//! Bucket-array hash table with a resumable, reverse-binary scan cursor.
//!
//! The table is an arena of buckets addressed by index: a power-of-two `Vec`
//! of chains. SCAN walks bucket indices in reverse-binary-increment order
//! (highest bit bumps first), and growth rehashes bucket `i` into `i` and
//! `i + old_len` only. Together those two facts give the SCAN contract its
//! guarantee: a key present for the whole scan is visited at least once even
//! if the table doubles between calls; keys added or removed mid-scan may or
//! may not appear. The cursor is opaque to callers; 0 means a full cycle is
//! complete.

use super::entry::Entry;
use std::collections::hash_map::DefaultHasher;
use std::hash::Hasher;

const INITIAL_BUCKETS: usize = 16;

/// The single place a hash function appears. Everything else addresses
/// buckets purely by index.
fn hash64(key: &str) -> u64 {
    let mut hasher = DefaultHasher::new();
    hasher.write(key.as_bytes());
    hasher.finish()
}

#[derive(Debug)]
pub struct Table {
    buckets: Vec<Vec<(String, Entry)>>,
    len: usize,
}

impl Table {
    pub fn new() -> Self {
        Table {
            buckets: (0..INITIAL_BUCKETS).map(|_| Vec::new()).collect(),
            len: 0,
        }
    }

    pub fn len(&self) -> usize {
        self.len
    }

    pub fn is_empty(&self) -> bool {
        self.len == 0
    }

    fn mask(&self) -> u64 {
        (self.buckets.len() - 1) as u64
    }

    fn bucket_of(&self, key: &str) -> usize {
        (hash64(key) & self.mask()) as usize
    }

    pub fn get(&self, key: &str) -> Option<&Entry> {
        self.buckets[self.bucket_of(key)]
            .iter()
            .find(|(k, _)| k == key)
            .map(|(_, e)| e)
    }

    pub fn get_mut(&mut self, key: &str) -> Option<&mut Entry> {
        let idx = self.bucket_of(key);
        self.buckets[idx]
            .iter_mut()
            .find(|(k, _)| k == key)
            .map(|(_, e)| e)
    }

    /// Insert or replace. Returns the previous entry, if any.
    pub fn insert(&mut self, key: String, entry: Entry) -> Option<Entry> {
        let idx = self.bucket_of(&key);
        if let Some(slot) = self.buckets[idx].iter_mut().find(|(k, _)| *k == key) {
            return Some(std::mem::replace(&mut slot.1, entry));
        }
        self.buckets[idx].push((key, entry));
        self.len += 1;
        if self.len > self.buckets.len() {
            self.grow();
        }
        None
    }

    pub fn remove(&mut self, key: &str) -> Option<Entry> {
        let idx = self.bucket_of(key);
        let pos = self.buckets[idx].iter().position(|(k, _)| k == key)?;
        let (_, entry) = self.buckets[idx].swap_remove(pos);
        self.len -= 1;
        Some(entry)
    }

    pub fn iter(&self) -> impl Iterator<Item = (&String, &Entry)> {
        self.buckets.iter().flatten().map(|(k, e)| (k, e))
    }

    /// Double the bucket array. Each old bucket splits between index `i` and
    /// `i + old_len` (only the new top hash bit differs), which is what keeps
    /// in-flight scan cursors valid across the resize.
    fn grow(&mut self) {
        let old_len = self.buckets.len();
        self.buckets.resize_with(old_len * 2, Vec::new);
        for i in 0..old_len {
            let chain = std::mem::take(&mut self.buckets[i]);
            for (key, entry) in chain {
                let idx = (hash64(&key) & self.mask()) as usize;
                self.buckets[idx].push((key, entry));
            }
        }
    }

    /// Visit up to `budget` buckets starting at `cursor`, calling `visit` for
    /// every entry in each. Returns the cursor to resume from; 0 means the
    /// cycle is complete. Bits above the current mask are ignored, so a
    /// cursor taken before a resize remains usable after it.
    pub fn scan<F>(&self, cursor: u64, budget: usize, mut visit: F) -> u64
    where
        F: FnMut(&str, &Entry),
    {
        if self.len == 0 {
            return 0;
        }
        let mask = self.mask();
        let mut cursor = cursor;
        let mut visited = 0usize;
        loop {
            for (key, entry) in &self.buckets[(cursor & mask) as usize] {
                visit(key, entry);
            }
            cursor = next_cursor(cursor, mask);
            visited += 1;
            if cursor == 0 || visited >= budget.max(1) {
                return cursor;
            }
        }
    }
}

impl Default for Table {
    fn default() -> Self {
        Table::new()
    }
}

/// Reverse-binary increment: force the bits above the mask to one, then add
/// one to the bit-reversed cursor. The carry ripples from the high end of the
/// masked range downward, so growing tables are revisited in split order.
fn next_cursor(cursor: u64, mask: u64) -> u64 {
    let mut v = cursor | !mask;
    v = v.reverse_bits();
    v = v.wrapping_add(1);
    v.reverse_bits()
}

^^^^^^^^

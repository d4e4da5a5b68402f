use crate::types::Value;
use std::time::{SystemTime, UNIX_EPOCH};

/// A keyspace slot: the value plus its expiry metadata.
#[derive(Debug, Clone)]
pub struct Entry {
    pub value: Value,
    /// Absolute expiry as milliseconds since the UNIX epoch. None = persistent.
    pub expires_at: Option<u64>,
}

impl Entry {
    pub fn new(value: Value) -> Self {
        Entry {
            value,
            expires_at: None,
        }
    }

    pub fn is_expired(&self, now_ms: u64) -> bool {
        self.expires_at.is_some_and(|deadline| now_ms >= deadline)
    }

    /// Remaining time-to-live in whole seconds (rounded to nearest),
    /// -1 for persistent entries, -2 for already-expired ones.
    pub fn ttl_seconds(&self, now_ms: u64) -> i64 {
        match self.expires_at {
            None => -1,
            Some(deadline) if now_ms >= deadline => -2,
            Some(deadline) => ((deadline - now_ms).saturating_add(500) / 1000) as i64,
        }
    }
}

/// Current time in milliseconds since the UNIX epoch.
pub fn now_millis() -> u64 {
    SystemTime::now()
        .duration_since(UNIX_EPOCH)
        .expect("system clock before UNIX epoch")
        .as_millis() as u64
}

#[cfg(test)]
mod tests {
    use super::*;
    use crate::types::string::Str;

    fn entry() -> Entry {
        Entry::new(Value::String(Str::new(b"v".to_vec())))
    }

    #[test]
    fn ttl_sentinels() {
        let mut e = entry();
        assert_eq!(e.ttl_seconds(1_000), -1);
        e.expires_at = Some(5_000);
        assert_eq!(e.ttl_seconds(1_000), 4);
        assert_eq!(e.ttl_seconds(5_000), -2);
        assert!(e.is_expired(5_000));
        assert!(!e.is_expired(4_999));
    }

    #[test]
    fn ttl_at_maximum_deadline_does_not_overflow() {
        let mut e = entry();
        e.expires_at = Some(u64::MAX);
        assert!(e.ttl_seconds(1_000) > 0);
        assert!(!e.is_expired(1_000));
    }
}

^^^^^^^^

▶ _ASSIGNED TASK_
Using the records above, copy word for word the line with "reverse-binary scan cursor.", the line with "use super::entry::Entry;", and every line between them.

▶ _FINAL ANSWER_
//! Bucket-array hash table with a resumable, reverse-binary scan cursor.
//!
//! The table is an arena of buckets addressed by index: a power-of-two `Vec`
//! of chains. SCAN walks bucket indices in reverse-binary-increment order
//! (highest bit bumps first), and growth rehashes bucket `i` into `i` and
//! `i + old_len` only. Together those two facts give the SCAN contract its
//! guarantee: a key present for the whole scan is visited at least once even
//! if the table doubles between calls; keys added or removed mid-scan may or
//! may not appear. The cursor is opaque to callers; 0 means a full cycle is
//! complete.

use super::entry::Entry;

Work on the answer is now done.